Substantial research is being done for the prediction of a person’s odds of getting diabetes based on his/ her genetic profile. In terms of race, Caucasian people have genes called HLA-DR3 or HLA-DR4 which is linked to autoimmune disease. If both the individual and the child share this gene, the child is at high risk of developing diabetes.

An antibodies test can be taken to determine the susceptibility of children who have siblings with type 1 diabetes. It measures antibodies to islet cells in the pancreas and in insulin itself. A physician may be consulted regarding this test.

Type 2 Diabetes

Type 2 Diabetes is characterized by the body’s decreased insulin production which causes alarmingly high blood glucose levels. Although the body is still able to produce insulin, it isn’t enough to curb

Type 2 Diabetes has a stronger degree of association to heredity, lineage and family’s medical history than Type 1. Yet, it also strongly develops due to environmental factors especially lifestyle choices.

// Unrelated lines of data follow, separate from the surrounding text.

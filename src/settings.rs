//! Scene Tree Settings
//!
//! Per-tree configuration that changes how poses are exchanged with the host
//! and how animation channels are applied.
//!
//! # Quick Start
//!
//! ```rust,ignore
//! use skintree::settings::{MatrixLayout, SceneTreeSettings};
//!
//! // Default: row-major flat buffers, scale channels ignored
//! let settings = SceneTreeSettings::default();
//!
//! // Column-major buffers for a GL/WGSL upload path
//! let settings = SceneTreeSettings {
//!     matrix_layout: MatrixLayout::ColumnMajor,
//!     ..Default::default()
//! };
//! ```

use glam::{Mat4, Vec3};
use serde::{Deserialize, Serialize};

/// Number of floats occupied by one 4×4 matrix in a flat buffer.
pub const MATRIX_FLOATS: usize = 16;

// ---------------------------------------------------------------------------
// MatrixLayout
// ---------------------------------------------------------------------------

/// Element order of each 4×4 matrix inside a flat `f32` pose buffer.
///
/// Every flat buffer produced or consumed by a tree (skinning pose, local
/// pose snapshot, bulk local overwrite, external translation edits) uses the
/// layout of that tree's settings.
#[derive(Debug, Clone, Copy, PartialEq, Eq, Default, Serialize, Deserialize)]
pub enum MatrixLayout {
    /// `m[row * 4 + col]`. Translation lives at elements 3, 7 and 11.
    #[default]
    RowMajor,
    /// `m[col * 4 + row]`, the native glam / GLSL order. Translation lives at
    /// elements 12, 13 and 14.
    ColumnMajor,
}

impl MatrixLayout {
    /// Writes `mat` into the first 16 elements of `out`.
    #[inline]
    pub fn write(self, mat: &Mat4, out: &mut [f32]) {
        let data = match self {
            Self::RowMajor => mat.transpose().to_cols_array(),
            Self::ColumnMajor => mat.to_cols_array(),
        };
        out[..MATRIX_FLOATS].copy_from_slice(&data);
    }

    /// Reads a matrix from the first 16 elements of `data`.
    #[inline]
    #[must_use]
    pub fn read(self, data: &[f32]) -> Mat4 {
        let mat = Mat4::from_cols_slice(&data[..MATRIX_FLOATS]);
        match self {
            Self::RowMajor => mat.transpose(),
            Self::ColumnMajor => mat,
        }
    }

    /// Element offsets of the translation x, y and z components.
    #[inline]
    #[must_use]
    pub fn translation_offsets(self) -> [usize; 3] {
        match self {
            Self::RowMajor => [3, 7, 11],
            Self::ColumnMajor => [12, 13, 14],
        }
    }

    /// Overwrites only the translation of the matrix stored in `out`.
    #[inline]
    pub fn write_translation(self, translation: Vec3, out: &mut [f32]) {
        let [x, y, z] = self.translation_offsets();
        out[x] = translation.x;
        out[y] = translation.y;
        out[z] = translation.z;
    }
}

// ---------------------------------------------------------------------------
// ScaleChannelMode
// ---------------------------------------------------------------------------

/// How scale animation channels are applied to a joint's local matrix.
///
/// The sampler tracks a single uniform scale through matrix decomposition.
/// By default scale channels are sampled but not written back, so an
/// animated scale never reaches the composed matrix.
#[derive(Debug, Clone, Copy, PartialEq, Eq, Default, Serialize, Deserialize)]
pub enum ScaleChannelMode {
    /// Scale channels leave the local matrix untouched.
    #[default]
    Ignore,
    /// The interpolated scale vector is averaged into the uniform scale.
    Uniform,
}

// ---------------------------------------------------------------------------
// SceneTreeSettings
// ---------------------------------------------------------------------------

/// Configuration carried by a [`SceneTree`](crate::scene::SceneTree) and
/// inherited by every tree derived from it.
#[derive(Debug, Clone, Copy, PartialEq, Eq, Default, Serialize, Deserialize)]
#[serde(default)]
pub struct SceneTreeSettings {
    /// Element order of flat matrix buffers.
    pub matrix_layout: MatrixLayout,
    /// Treatment of scale animation channels.
    pub scale_channels: ScaleChannelMode,
}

Type 2 Diabetes is known to run in families. One, because of the genetic factor, but also due to children first developing poor lifestyle habits such as unhealthy diet and no exercise in the household.

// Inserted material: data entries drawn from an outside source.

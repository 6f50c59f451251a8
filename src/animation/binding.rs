use serde::{Deserialize, Serialize};

/// Defines the target property for animation data.
#[derive(Debug, Clone, Copy, PartialEq, Eq, Hash, Serialize, Deserialize)]
pub enum TargetPath {
    Translation, // Overwrites the decomposed translation
    Rotation,    // Overwrites the decomposed rotation
    Scale,       // Only applied under ScaleChannelMode::Uniform
}

/// Target of one animation channel: a property of a joint, by joint index.
#[derive(Debug, Clone, Copy, PartialEq, Eq, Serialize, Deserialize)]
pub struct TrackMeta {
    pub joint: usize,
    pub target: TargetPath,
}
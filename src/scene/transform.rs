use glam::{Mat3, Mat4, Quat, Vec3};

/// Quaternion / translation / uniform-scale decomposition of a 4×4 transform.
///
/// The animation sampler splits a joint's local matrix into this form,
/// overwrites one component from a channel, and composes it back. Only
/// rotation, translation and a single uniform scale survive the round trip:
/// shear and non-uniform scale are flattened.
#[derive(Debug, Clone, Copy, PartialEq)]
pub struct Qts {
    pub rotation: Quat,
    pub translation: Vec3,
    /// Mean of the three axis scales.
    pub scale: f32,
}

impl Qts {
    pub const IDENTITY: Self = Self {
        rotation: Quat::IDENTITY,
        translation: Vec3::ZERO,
        scale: 1.0,
    };

    #[must_use]
    pub fn new(rotation: Quat, translation: Vec3, scale: f32) -> Self {
        Self {
            rotation,
            translation,
            scale,
        }
    }

    /// Decomposes `mat`.
    ///
    /// Each basis column is measured for its length and then normalized; the
    /// normalized 3×3 block becomes the rotation and the mean length becomes
    /// the scale.
    ///
    /// Warning: a zero-length axis produces a non-finite rotation.
    #[must_use]
    pub fn from_matrix(mat: &Mat4) -> Self {
        let x_axis = mat.x_axis.truncate();
        let y_axis = mat.y_axis.truncate();
        let z_axis = mat.z_axis.truncate();

        let (sx, sy, sz) = (x_axis.length(), y_axis.length(), z_axis.length());
        let rot_mat = Mat3::from_cols(x_axis / sx, y_axis / sy, z_axis / sz);

        Self {
            rotation: Quat::from_mat3(&rot_mat).normalize(),
            translation: mat.w_axis.truncate(),
            scale: (sx + sy + sz) / 3.0,
        }
    }

    /// Composes `T · R · S` with a uniform scale.
    #[must_use]
    pub fn to_matrix(&self) -> Mat4 {
        Mat4::from_scale_rotation_translation(
            Vec3::splat(self.scale),
            self.rotation,
            self.translation,
        )
    }
}

impl Default for Qts {
    fn default() -> Self {
        Self::IDENTITY
    }
}

impl From<Mat4> for Qts {
    fn from(mat: Mat4) -> Self {
        Self::from_matrix(&mat)
    }
}

impl From<Qts> for Mat4 {
    fn from(qts: Qts) -> Self {
        qts.to_matrix()
    }
}

/// Composes a local matrix from separate translation, rotation and scale.
#[inline]
#[must_use]
pub fn compose_trs(translation: Vec3, rotation: Quat, scale: Vec3) -> Mat4 {
    Mat4::from_scale_rotation_translation(scale, rotation, translation)
}

/// Returns the translation column of `mat`.
#[inline]
#[must_use]
pub fn translation_of(mat: &Mat4) -> Vec3 {
    mat.w_axis.truncate()
}

/// Overwrites the translation column of `mat`, leaving the 3×3 block as is.
#[inline]
pub fn set_translation(mat: &mut Mat4, translation: Vec3) {
    mat.w_axis = translation.extend(mat.w_axis.w);
}

/// Keeps only the 3×3 rotation block of `mat`, dropping translation.
#[inline]
#[must_use]
pub fn rotation_block(mat: &Mat4) -> Mat4 {
    Mat4::from_mat3(Mat3::from_mat4(*mat))
}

It is often difficult to distinguish between the genetic risk and environmental risk factors. However, preventive measures can always be set in place for families to ensure that children make good lifestyle choices such as consuming a well-balanced diet and regular exercise.

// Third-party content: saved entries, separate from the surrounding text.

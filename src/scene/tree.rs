use rustc_hash::FxHashMap;

use crate::animation::clock::AnimationClock;
use crate::assets::{NodeDescription, SceneDescription};
use crate::errors::{Result, SceneTreeError};
use crate::scene::node::JointNode;
use crate::settings::SceneTreeSettings;

/// Joint hierarchy with cached global and inverse-bind matrices.
///
/// # Storage
///
/// All joints live in one array, addressed by index. The synthetic root is
/// implicit: `root_first_child` heads the list of top-level joints, and each
/// joint reaches its children through `first_child` / `next_sibling`.
///
/// # Calling conventions
///
/// - Pose edits and animation sampling take `&mut self` and change this tree
/// - [`copy`](Self::copy), [`split`](Self::split),
///   [`update_transform`](Self::update_transform) and
///   [`with_faked_joints`](Self::with_faked_joints) take `&self` and return a
///   new tree, so a rest-pose tree can be kept next to derived ones
///
/// Joint indices are stable across frame updates but not across structural
/// operations, which build a new joint array.
#[derive(Debug, Default)]
pub struct SceneTree {
    pub(crate) joints: Vec<JointNode>,
    pub(crate) name_to_index: FxHashMap<String, usize>,
    /// Head of the top-level joint list (the synthetic root's first child)
    pub(crate) root_first_child: Option<usize>,
    pub(crate) built: bool,
    pub(crate) clock: AnimationClock,
    pub(crate) settings: SceneTreeSettings,
}

impl SceneTree {
    /// Creates an empty, unbuilt tree.
    #[must_use]
    pub fn new(settings: SceneTreeSettings) -> Self {
        Self {
            settings,
            ..Default::default()
        }
    }

    /// Creates and builds a tree in one step.
    pub fn from_nodes(nodes: &[NodeDescription], settings: SceneTreeSettings) -> Result<Self> {
        let mut tree = Self::new(settings);
        tree.build(nodes)?;
        Ok(tree)
    }

    /// Builds a tree from the node list of a full asset description.
    pub fn from_description(desc: &SceneDescription, settings: SceneTreeSettings) -> Result<Self> {
        Self::from_nodes(&desc.nodes, settings)
    }

    /// Builds the hierarchy from a flat node list.
    ///
    /// Children are prepended to their parent's list as they are linked, so
    /// siblings are visited in the reverse of their input order. The first
    /// global pose pass also captures every inverse-bind matrix.
    pub fn build(&mut self, nodes: &[NodeDescription]) -> Result<()> {
        if self.built {
            return Err(SceneTreeError::AlreadyBuilt);
        }
        validate(nodes)?;

        self.joints = nodes
            .iter()
            .enumerate()
            .map(|(idx, node)| JointNode::new(idx, node.parent, node.name.clone(), node.transform.to_matrix()))
            .collect();
        self.rebuild_name_map();
        self.link();
        self.update_global_pose_with_inverse();

        log::debug!("Built scene tree with {} joints", self.joints.len());
        Ok(())
    }

    /// Drops the hierarchy and the animation anchor so the tree can be built
    /// again. Settings are kept.
    pub fn reset(&mut self) {
        self.joints.clear();
        self.name_to_index.clear();
        self.root_first_child = None;
        self.built = false;
        self.clock.reset();
    }

    /// Wraps an already-indexed joint array, relinks it in array order and
    /// recomputes globals without touching inverse-bind matrices.
    pub(crate) fn assemble(joints: Vec<JointNode>, settings: SceneTreeSettings) -> Self {
        let mut tree = Self {
            joints,
            settings,
            ..Default::default()
        };
        tree.rebuild_name_map();
        tree.link();
        tree.update_global_pose();
        tree
    }

    fn rebuild_name_map(&mut self) {
        self.name_to_index.clear();
        self.name_to_index.reserve(self.joints.len());
        for joint in &self.joints {
            if let Some(prev) = self.name_to_index.insert(joint.name.clone(), joint.index) {
                log::warn!(
                    "Duplicate joint name '{}' (indices {prev} and {}); lookups resolve to the latter",
                    joint.name,
                    joint.index
                );
            }
        }
    }

    /// Links every joint under its parent in array order.
    fn link(&mut self) {
        self.root_first_child = None;
        for joint in &mut self.joints {
            joint.unlink();
        }
        for idx in 0..self.joints.len() {
            self.attach(idx);
        }
        self.built = true;
    }

    /// Prepends joint `idx` to its parent's child list.
    pub(crate) fn attach(&mut self, idx: usize) {
        let head = match self.joints[idx].parent {
            Some(parent) => &mut self.joints[parent].first_child,
            None => &mut self.root_first_child,
        };
        let previous = head.replace(idx);
        self.joints[idx].next_sibling = previous;
    }

    // ========================================================================
    // Queries
    // ========================================================================

    #[inline]
    #[must_use]
    pub fn is_built(&self) -> bool {
        self.built
    }

    #[inline]
    #[must_use]
    pub fn settings(&self) -> &SceneTreeSettings {
        &self.settings
    }

    /// Number of joints, excluding the synthetic root.
    #[inline]
    #[must_use]
    pub fn joint_count(&self) -> usize {
        self.joints.len()
    }

    #[inline]
    #[must_use]
    pub fn is_empty(&self) -> bool {
        self.joints.is_empty()
    }

    #[inline]
    #[must_use]
    pub fn joints(&self) -> &[JointNode] {
        &self.joints
    }

    #[inline]
    #[must_use]
    pub fn joint(&self, index: usize) -> Option<&JointNode> {
        self.joints.get(index)
    }

    #[inline]
    #[must_use]
    pub fn index_of(&self, name: &str) -> Option<usize> {
        self.name_to_index.get(name).copied()
    }

    #[must_use]
    pub fn joint_by_name(&self, name: &str) -> Option<&JointNode> {
        self.index_of(name).map(|idx| &self.joints[idx])
    }

    /// Like [`index_of`](Self::index_of), but a miss is an error.
    pub fn require_index(&self, name: &str) -> Result<usize> {
        self.index_of(name)
            .ok_or_else(|| SceneTreeError::UnknownJoint(name.to_string()))
    }

    pub(crate) fn check_index(&self, index: usize, context: &'static str) -> Result<&JointNode> {
        self.joints
            .get(index)
            .ok_or(SceneTreeError::JointIndexOutOfRange {
                context,
                index,
                count: self.joints.len(),
            })
    }

    /// Iterates the top-level joints, most recently linked first.
    #[must_use]
    pub fn top_level(&self) -> Siblings<'_> {
        Siblings {
            joints: &self.joints,
            next: self.root_first_child,
        }
    }

    /// Iterates the children of `index`, most recently linked first.
    #[must_use]
    pub fn children(&self, index: usize) -> Siblings<'_> {
        Siblings {
            joints: &self.joints,
            next: self.joints.get(index).and_then(|j| j.first_child),
        }
    }

    /// An independent tree with identical topology and matrices.
    #[must_use]
    pub fn copy(&self) -> Self {
        Self::assemble(self.joints.clone(), self.settings)
    }
}

/// Iterator over a child/sibling list.
#[derive(Debug, Clone)]
pub struct Siblings<'a> {
    joints: &'a [JointNode],
    next: Option<usize>,
}

impl<'a> Iterator for Siblings<'a> {
    type Item = &'a JointNode;

    fn next(&mut self) -> Option<Self::Item> {
        let joint = &self.joints[self.next?];
        self.next = joint.next_sibling;
        Some(joint)
    }
}

#[derive(Clone, Copy, PartialEq, Eq)]
enum Visit {
    Pending,
    OnPath,
    Done,
}

/// Checks that every parent link is in range and that no parent chain loops.
fn validate(nodes: &[NodeDescription]) -> Result<()> {
    let count = nodes.len();
    for node in nodes {
        if let Some(parent) = node.parent.filter(|&p| p >= count) {
            return Err(SceneTreeError::InvalidParent {
                joint: node.name.clone(),
                parent,
                count,
            });
        }
    }

    let mut state = vec![Visit::Pending; count];
    let mut path = Vec::new();
    for start in 0..count {
        let mut cursor = Some(start);
        while let Some(idx) = cursor {
            match state[idx] {
                Visit::Done => break,
                Visit::OnPath => return Err(SceneTreeError::Cycle(nodes[idx].name.clone())),
                Visit::Pending => {
                    state[idx] = Visit::OnPath;
                    path.push(idx);
                    cursor = nodes[idx].parent;
                }
            }
        }
        for idx in path.drain(..) {
            state[idx] = Visit::Done;
        }
    }
    Ok(())
}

The genes that are associated with Type 2 Diabetes are those that are directly involved with glucose sensing and production, and insulin regulation and production.

Here are some genes associated with type 2 diabetes risk:

  • ABCC8, which aids in insulin regulation
  • TCF7LT2 which is involved in insulin secretion and glucose production
  • GCGR, a glucagon hormone that helps regulate glucose
  • GLUT2, which transports glucose into the pancreas

The more accurate determinants of the risk of developing diabetes aside from family history of diabetes is high blood pressure, body mass index (BMI), high cholesterol and triglyceride levels, and a history of gestational diabetes.

Conclusion

The lifelong management of diabetes involves hard sacrifices and discipline that it is always beneficial to know ahead whether our loved ones have the risk of developing it.

In instances such as Type 2 Diabetes, prevention is always better than cure. Preventive measures such as developing healthy eating habits and exercising regularly are not only advantageous to avoid diabetes. It is the ultimate act of taking care of one’s body to ensure a healthy physical state for more and more years to come.

Doctor’s Recommendation

Genetic testing offers several benefits for patients. It can diagnose conditions early, allowing prompt treatment. Knowing the genetic basis helps tailor specialized treatments and personalized care plans, improving outcomes and reducing long-term risks. Genetic counseling, based on this understanding, provides valuable information about inheritance patterns, risks for future generations, and preventive options, aiding in family planning and informed healthcare decisions.

Disclaimer: Please note that the contents of this community article are strictly for informational purposes and should not be considered as medical advice. This article, and other community articles, are not written or reviewed for medical validity by Canadian Insulin or its staff. All views and opinions expressed by the contributing authors are not endorsed by Canadian Insulin. Always consult a medical professional for medical advice, diagnosis, and treatment.